• _EXERCISE_
Where the records below show a line containing "for automatic redaction", start copying; end with the line containing "pub use correlation::RequestId;", and copy it too.

========================================

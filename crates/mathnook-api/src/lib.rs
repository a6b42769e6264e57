pub mod chat_log;
pub mod config;
pub mod credentials;
pub mod error;
pub mod middleware;
pub mod proxy;
pub mod routes;
pub mod secret;
pub mod session;
pub mod tutor;
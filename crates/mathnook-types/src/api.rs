use chrono::{DateTime, Utc};
use serde::{Deserialize, Serialize};
use uuid::Uuid;

// -- JWT Claims --

/// Claims of the optional caller-identity JWT issued by the surrounding
/// application. Only used for attributing persisted sessions and chat logs.
#[derive(Debug, Clone, Serialize, Deserialize)]
pub struct Claims {
    pub sub: Uuid,
    pub username: String,
    pub exp: usize,
}

// -- Secret login --

#[derive(Debug, Deserialize)]
#[serde(deny_unknown_fields)]
pub struct LoginRequest {
    pub username: String,
    pub password: String,
}

#[derive(Debug, Serialize, Deserialize)]
#[serde(rename_all = "camelCase")]
pub struct LoginResponse {
    pub session_token: String,
    pub expires_at: DateTime<Utc>,
}

#[derive(Debug, Deserialize)]
#[serde(rename_all = "camelCase", deny_unknown_fields)]
pub struct LogoutRequest {
    pub session_token: String,
}

// -- Chat --

#[derive(Debug, Deserialize)]
#[serde(rename_all = "camelCase", deny_unknown_fields)]
pub struct ChatRequest {
    pub message: String,
    pub session_token: String,
    #[serde(default)]
    pub image_url: Option<String>,
}

#[derive(Debug, Serialize, Deserialize)]
pub struct ChatResponse {
    pub response: String,
}

// -- Proxy --

#[derive(Debug, Deserialize)]
#[serde(rename_all = "camelCase", deny_unknown_fields)]
pub struct ProxyRequest {
    pub url: String,
    pub session_token: String,
}

#[derive(Debug, Serialize, Deserialize)]
pub struct ProxyResponse {
    pub content: String,
}

// -- Errors --

#[derive(Debug, Serialize, Deserialize)]
pub struct ErrorBody {
    pub error: ErrorDetail,
}

#[derive(Debug, Serialize, Deserialize)]
pub struct ErrorDetail {
    pub code: String,
    pub message: String,
}

#[cfg(test)]
mod tests {
    use super::*;

    #[test]
    fn chat_request_accepts_camel_case_and_optional_image() {
        let req: ChatRequest =
            serde_json::from_str(r#"{"message":"hi","sessionToken":"abc"}"#).unwrap();
        assert_eq!(req.session_token, "abc");
        assert!(req.image_url.is_none());

        let req: ChatRequest = serde_json::from_str(
            r#"{"message":"hi","sessionToken":"abc","imageUrl":"https://example.com/a.png"}"#,
        )
        .unwrap();
        assert_eq!(req.image_url.as_deref(), Some("https://example.com/a.png"));
    }

    #[test]
    fn unknown_fields_are_rejected() {
        let res = serde_json::from_str::<ProxyRequest>(
            r#"{"url":"https://example.com","sessionToken":"abc","extra":1}"#,
        );
        assert!(res.is_err());
    }

    #[test]
    fn login_response_uses_contract_field_names() {
        let json = serde_json::to_value(LoginResponse {
            session_token: "tok".into(),
            expires_at: Utc::now(),
        })
        .unwrap();
        assert_eq!(json["sessionToken"], "tok");
        assert!(json.get("expiresAt").is_some());
    }
}
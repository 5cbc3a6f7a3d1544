//! Canonical logging macros
//!
//! These macros provide a structured, consistent way to log operations.

/// Log the start of an operation
///
/// # Example
///
/// ```
/// # use automig_core::log_op_start;
/// log_op_start!("apply_pending_migrations");
/// log_op_start!("apply_pending_migrations", pending_len = 3);
/// ```
#[macro_export]
macro_rules! log_op_start {
    ($op:expr) => {
        tracing::info!(
            component = module_path!(),
            op = $op,
            event = $crate::core_types::schema::EVENT_START,
        );
    };
    ($op:expr, $($field:tt)*) => {
        tracing::info!(
            component = module_path!(),
            op = $op,
            event = $crate::core_types::schema::EVENT_START,
            $($field)*
        );
    };
}

/// Log the successful end of an operation
///
/// # Example
///
/// ```
/// # use automig_core::log_op_end;
/// log_op_end!("apply_pending_migrations", duration_ms = 42);
/// ```
#[macro_export]
macro_rules! log_op_end {
    ($op:expr, duration_ms = $duration:expr) => {
        tracing::info!(
            component = module_path!(),
            op = $op,
            event = $crate::core_types::schema::EVENT_END,
            duration_ms = $duration,
        );
    };
    ($op:expr, duration_ms = $duration:expr, $($field:tt)*) => {
        tracing::info!(
            component = module_path!(),
            op = $op,
            event = $crate::core_types::schema::EVENT_END,
            duration_ms = $duration,
            $($field)*
        );
    };
}

/// Log an operation error
///
/// The error is borrowed, so the caller can still return it.
///
/// # Example
///
/// ```
/// # use automig_core::log_op_error;
/// # use automig_core::errors::{ExError, ExErrorKind};
/// let err = ExError::new(ExErrorKind::AppliedOutOfOrder);
/// log_op_error!("apply_pending_migrations", err, duration_ms = 10);
/// ```
#[macro_export]
macro_rules! log_op_error {
    ($op:expr, $err:expr, duration_ms = $duration:expr) => {{
        let ex_err: &$crate::errors::ExError = &$err;
        tracing::error!(
            component = module_path!(),
            op = $op,
            event = $crate::core_types::schema::EVENT_END_ERROR,
            duration_ms = $duration,
            err.kind = ?ex_err.kind(),
            err.code = ex_err.code(),
            error = %ex_err,
        );
    }};
    ($op:expr, $err:expr, duration_ms = $duration:expr, $($field:tt)*) => {{
        let ex_err: &$crate::errors::ExError = &$err;
        tracing::error!(
            component = module_path!(),
            op = $op,
            event = $crate::core_types::schema::EVENT_END_ERROR,
            duration_ms = $duration,
            err.kind = ?ex_err.kind(),
            err.code = ex_err.code(),
            error = %ex_err,
            $($field)*
        );
    }};
}
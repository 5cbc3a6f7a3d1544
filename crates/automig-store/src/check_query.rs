//! `MIGRATION_NEEDED` detection query
//!
//! Meant to be the first statement of a caller's own transaction: it raises
//! the signal when the ledger is missing, or when any catalog migration is
//! absent or unfinished. Pair it with
//! [`automig_core::run_with_auto_migrate`] to self-heal on first contact.

use automig_core::{Catalog, MigrationSignal};

use crate::sql::{quote_ident, quote_literal, DO_TAG};

/// Build the detection statement for `catalog` against `ledger_table`
pub fn migration_check_query(catalog: &Catalog, ledger_table: &str) -> String {
    let table = quote_ident(ledger_table);
    let names = catalog
        .iter()
        .map(|m| quote_literal(m.name()))
        .collect::<Vec<_>>()
        .join(", ");
    let raise = MigrationSignal::Needed.raise_statement();

    format!(
        r#"DO {tag}
BEGIN
    IF to_regclass({table_literal}) IS NULL THEN
        {raise}
    END IF;
    IF EXISTS (
        SELECT 1
        FROM unnest(ARRAY[{names}]::text[]) AS expected(name)
        LEFT JOIN {table} sm ON sm."migrationName" = expected.name
        WHERE sm."migrationName" IS NULL OR sm."finishedAt" IS NULL
    ) THEN
        {raise}
    END IF;
END
{tag};"#,
        tag = DO_TAG,
        table_literal = quote_literal(&table),
        table = table,
        names = names,
        raise = raise,
    )
}
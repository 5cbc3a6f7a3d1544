//! Core types shared across automig facilities
//!
//! This crate provides foundational types used by both error handling
//! and logging facilities:
//!
//! - **Correlation types**: RequestId for tying together the log lines of one
//!   migration run
//! - **Sensitive data**: Sensitive<T> marker for automatic redaction
//! - **Schema constants**: Canonical field keys and event names

pub mod correlation;
pub mod schema;
pub mod sensitive;

pub use correlation::RequestId;
pub use sensitive::Sensitive;
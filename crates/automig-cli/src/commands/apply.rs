//! Apply pending migrations

use std::time::Duration;

use clap::Args;

use automig_core::ApplyOptions;

use super::{open_migrator, CommandResult, GlobalArgs};

#[derive(Debug, Args)]
pub struct ApplyArgs {
    /// Sleep this long inside the apply transaction before committing
    #[arg(long, hide = true)]
    pub artificial_delay_ms: Option<u64>,
}

pub async fn execute(global: &GlobalArgs, args: ApplyArgs) -> CommandResult {
    let migrator = open_migrator(global).await?;
    let options = ApplyOptions {
        artificial_delay: args.artificial_delay_ms.map(Duration::from_millis),
    };

    let outcome = migrator.apply_pending_migrations(&options).await?;

    if outcome.newly_applied.is_empty() {
        println!("No migrations applied");
    } else {
        println!("Applied {} migration(s):", outcome.newly_applied.len());
        for name in &outcome.newly_applied {
            println!("  {}", name);
        }
    }
    Ok(())
}
//! Ordering invariant between the ledger and the catalog
//!
//! The applied ledger, ordered by start time, must always be a prefix of the
//! catalog. Everything after that prefix is pending.

use crate::catalog::{Catalog, MigrationDescriptor};
use crate::errors::{ExError, ExErrorKind, Result};

/// Applied and pending migration names at one point in time
#[derive(Debug, Clone, PartialEq, Eq)]
pub struct MigrationStatus {
    pub applied: Vec<String>,
    pub pending: Vec<String>,
}

impl MigrationStatus {
    /// Whether the database matches the catalog exactly
    pub fn is_up_to_date(&self) -> bool {
        self.pending.is_empty()
    }
}

/// Return the catalog suffix not yet applied
///
/// Fails with [`ExErrorKind::AppliedOutOfOrder`] when `applied` is longer
/// than the catalog or differs from it at any position.
pub fn pending_suffix<'a>(
    catalog: &'a Catalog,
    applied: &[String],
) -> Result<&'a [MigrationDescriptor]> {
    let expected = catalog.as_slice();

    if applied.len() > expected.len() {
        return Err(ExError::new(ExErrorKind::AppliedOutOfOrder)
            .with_op("pending_suffix")
            .with_migration(applied[expected.len()].clone())
            .with_message(format!(
                "ledger records {} finished migrations but the catalog only has {}",
                applied.len(),
                expected.len()
            )));
    }

    for (position, (name, migration)) in applied.iter().zip(expected).enumerate() {
        if name != migration.name() {
            return Err(ExError::new(ExErrorKind::AppliedOutOfOrder)
                .with_op("pending_suffix")
                .with_migration(name.clone())
                .with_message(format!(
                    "ledger position {} holds '{}' but the catalog expects '{}'",
                    position,
                    name,
                    migration.name()
                )));
        }
    }

    Ok(&expected[applied.len()..])
}

/// Build a [`MigrationStatus`] from the ledger contents
pub fn status(catalog: &Catalog, applied: Vec<String>) -> Result<MigrationStatus> {
    let pending = pending_suffix(catalog, &applied)?
        .iter()
        .map(|m| m.name().to_string())
        .collect();
    Ok(MigrationStatus { applied, pending })
}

========================================

• _OUTPUT OF THE TASK_
//! - **Sensitive data**: Sensitive<T> marker for automatic redaction
//! - **Schema constants**: Canonical field keys and event names

pub mod correlation;
pub mod schema;
pub mod sensitive;

pub use correlation::RequestId;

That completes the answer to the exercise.